Collected data entries:
- - - -

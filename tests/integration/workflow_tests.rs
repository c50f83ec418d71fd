//! End-to-end indexing workflows

use codesift::commands::Workspace;
use codesift::indexer::{Indexer, ProcessingStage};
use codesift::search::{LexicalIndex, SearchOptions};
use codesift::storage::{SymbolStore, VectorStore};
use codesift::symbol::RelationshipKind;

use crate::helpers::test_harness::TestHarness;

const C_SOURCE: &str = r#"#include <stdlib.h>

struct Buffer {
    char *data;
    size_t len;
};

static int grow(struct Buffer *buf) {
    return buf->len > 0;
}

int buffer_push(struct Buffer *buf, char c) {
    return grow(buf);
}
"#;

#[tokio::test]
async fn test_index_mixed_project() {
    let harness = TestHarness::new().unwrap();
    harness.create_test_file("src/buffer.c", C_SOURCE).unwrap();
    harness
        .create_test_file(
            "src/geometry.hpp",
            "class Shape {\npublic:\n    virtual double area() const = 0;\n};\n",
        )
        .unwrap();
    harness
        .create_test_file("tools/report.py", "def render(rows):\n    return len(rows)\n")
        .unwrap();
    harness.create_test_file("README.md", "# not indexed").unwrap();

    let report = harness.index().await.unwrap();

    assert_eq!(report.files_indexed, 3);
    assert!(report.errors.is_empty());
    assert_eq!(report.parse_failures, 0);
    assert_eq!(harness.symbols.file_count().await.unwrap(), 3);
    assert_eq!(harness.symbols.symbol_count().await.unwrap(), report.symbols);
    assert_eq!(harness.vectors.count().await.unwrap(), report.symbols);
    assert_eq!(harness.lexical.num_docs() as usize, report.symbols);

    let c_symbols = harness.symbols.symbols_in_file("src/buffer.c").await.unwrap();
    let grow = c_symbols.iter().find(|s| s.name == "grow").unwrap();
    assert!(grow.meta_bool("isStatic"));
    assert_eq!(grow.language, "c");

    let relationships = harness
        .symbols
        .relationships_in_file("src/buffer.c")
        .await
        .unwrap();
    let call = relationships
        .iter()
        .find(|r| r.kind == RelationshipKind::Calls)
        .unwrap();
    assert_eq!(call.to_symbol_id, grow.id);
    assert_eq!(call.confidence, 1.0);

    let shapes = harness.symbols.symbols_in_file("src/geometry.hpp").await.unwrap();
    assert!(shapes.iter().all(|s| s.language == "cpp"));
}

#[tokio::test]
async fn test_deleted_definitions_leave_every_store() {
    let harness = TestHarness::new().unwrap();
    let file = harness
        .create_test_file(
            "lib/jobs.py",
            "def enqueue_job():\n    pass\n\n\ndef retired_job():\n    pass\n",
        )
        .unwrap();
    harness.index().await.unwrap();

    std::fs::write(&file, "def enqueue_job():\n    pass\n").unwrap();
    harness.index().await.unwrap();

    assert_eq!(harness.symbols.symbol_count().await.unwrap(), 1);
    assert_eq!(harness.vectors.count().await.unwrap(), 1);
    assert!(harness
        .lexical
        .search_exact("retired_job", 10)
        .await
        .unwrap()
        .is_empty());

    let options = SearchOptions::default();
    let results = harness.engine().search("retired_job", &options).await.unwrap();
    assert!(results.iter().all(|r| r.name != "retired_job"));
}

#[tokio::test]
async fn test_deleted_file_leaves_every_store() {
    let harness = TestHarness::new().unwrap();
    harness
        .create_test_file("billing/invoice.py", "class Invoice:\n    def total(self):\n        pass\n")
        .unwrap();
    let legacy = harness
        .create_test_file("billing/legacy_ledger.py", "class LegacyLedger:\n    pass\n")
        .unwrap();
    harness.index().await.unwrap();
    assert_eq!(harness.symbols.file_count().await.unwrap(), 2);

    std::fs::remove_file(&legacy).unwrap();
    let report = harness.index().await.unwrap();

    assert_eq!(report.removed_files, 1);
    assert!(harness
        .symbols
        .symbols_in_file("billing/legacy_ledger.py")
        .await
        .unwrap()
        .is_empty());
    assert_eq!(harness.symbols.file_count().await.unwrap(), 1);
    assert_eq!(harness.vectors.count().await.unwrap(), 2);
    assert!(harness
        .lexical
        .search_exact("LegacyLedger", 10)
        .await
        .unwrap()
        .is_empty());

    let options = SearchOptions::default();
    let results = harness.engine().search("LegacyLedger", &options).await.unwrap();
    assert!(results
        .iter()
        .all(|r| r.file_path != "billing/legacy_ledger.py"));
}

#[tokio::test]
async fn test_deleted_file_leaves_persisted_workspace() {
    let dir = tempfile::tempdir().unwrap();
    std::fs::create_dir_all(dir.path().join("src")).unwrap();
    std::fs::write(dir.path().join("src/keep.py"), "def keep():\n    pass\n").unwrap();
    std::fs::write(dir.path().join("src/drop.py"), "def dropped():\n    pass\n").unwrap();

    let index = |workspace: &Workspace| {
        Indexer::new(
            workspace.config.indexer.clone(),
            workspace.symbols.clone(),
            workspace.lexical.clone(),
        )
    };

    {
        let workspace = Workspace::open(dir.path()).unwrap();
        index(&workspace).index_directory(&workspace.root).await.unwrap();
        workspace.persist().unwrap();
    }

    std::fs::remove_file(dir.path().join("src/drop.py")).unwrap();

    {
        let workspace = Workspace::open(dir.path()).unwrap();
        let report = index(&workspace).index_directory(&workspace.root).await.unwrap();
        assert_eq!(report.removed_files, 1);
        workspace.persist().unwrap();
    }

    let workspace = Workspace::open(dir.path()).unwrap();
    assert_eq!(
        workspace.symbols.indexed_files().await.unwrap(),
        vec!["src/keep.py".to_string()]
    );
    assert!(workspace
        .lexical
        .search_exact("dropped", 10)
        .await
        .unwrap()
        .is_empty());
}

#[tokio::test]
async fn test_unreadable_file_does_not_stop_indexing() {
    let harness = TestHarness::new().unwrap();
    harness
        .create_test_file("pkg/good.py", "def fine():\n    pass\n")
        .unwrap();
    std::fs::write(harness.path().join("pkg/latin1.py"), [0x63, 0xe9, 0x0a]).unwrap();

    let report = harness.index().await.unwrap();

    assert_eq!(report.files_indexed, 1);
    assert_eq!(report.errors.len(), 1);
    assert_eq!(report.errors[0].stage, ProcessingStage::FileRead);
}

#[tokio::test]
async fn test_workspace_round_trip_without_embeddings() {
    let dir = tempfile::tempdir().unwrap();
    std::fs::create_dir_all(dir.path().join("src")).unwrap();
    std::fs::write(
        dir.path().join("src/session.py"),
        "class SessionStore:\n    def expire(self):\n        pass\n",
    )
    .unwrap();

    {
        let workspace = Workspace::open(dir.path()).unwrap();
        let report = Indexer::new(
            workspace.config.indexer.clone(),
            workspace.symbols.clone(),
            workspace.lexical.clone(),
        )
        .index_directory(&workspace.root)
        .await
        .unwrap();
        assert_eq!(report.symbols, 2);
        workspace.persist().unwrap();
    }

    let workspace = Workspace::open(dir.path()).unwrap();
    assert_eq!(workspace.symbols.symbol_count().await.unwrap(), 2);

    let options = SearchOptions {
        include_semantic: false,
        ..Default::default()
    };
    let results = workspace
        .engine()
        .search("SessionStore", &options)
        .await
        .unwrap();
    assert_eq!(results[0].name, "SessionStore");
    assert_eq!(results[0].file_path, "src/session.py");
}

- - - -

WHAT IS BEING ASKED:
From the records above, pull every line that carries the word "root".

EXERCISE OUTPUT:
        index(&workspace).index_directory(&workspace.root).await.unwrap();
        let report = index(&workspace).index_directory(&workspace.root).await.unwrap();
        .index_directory(&workspace.root)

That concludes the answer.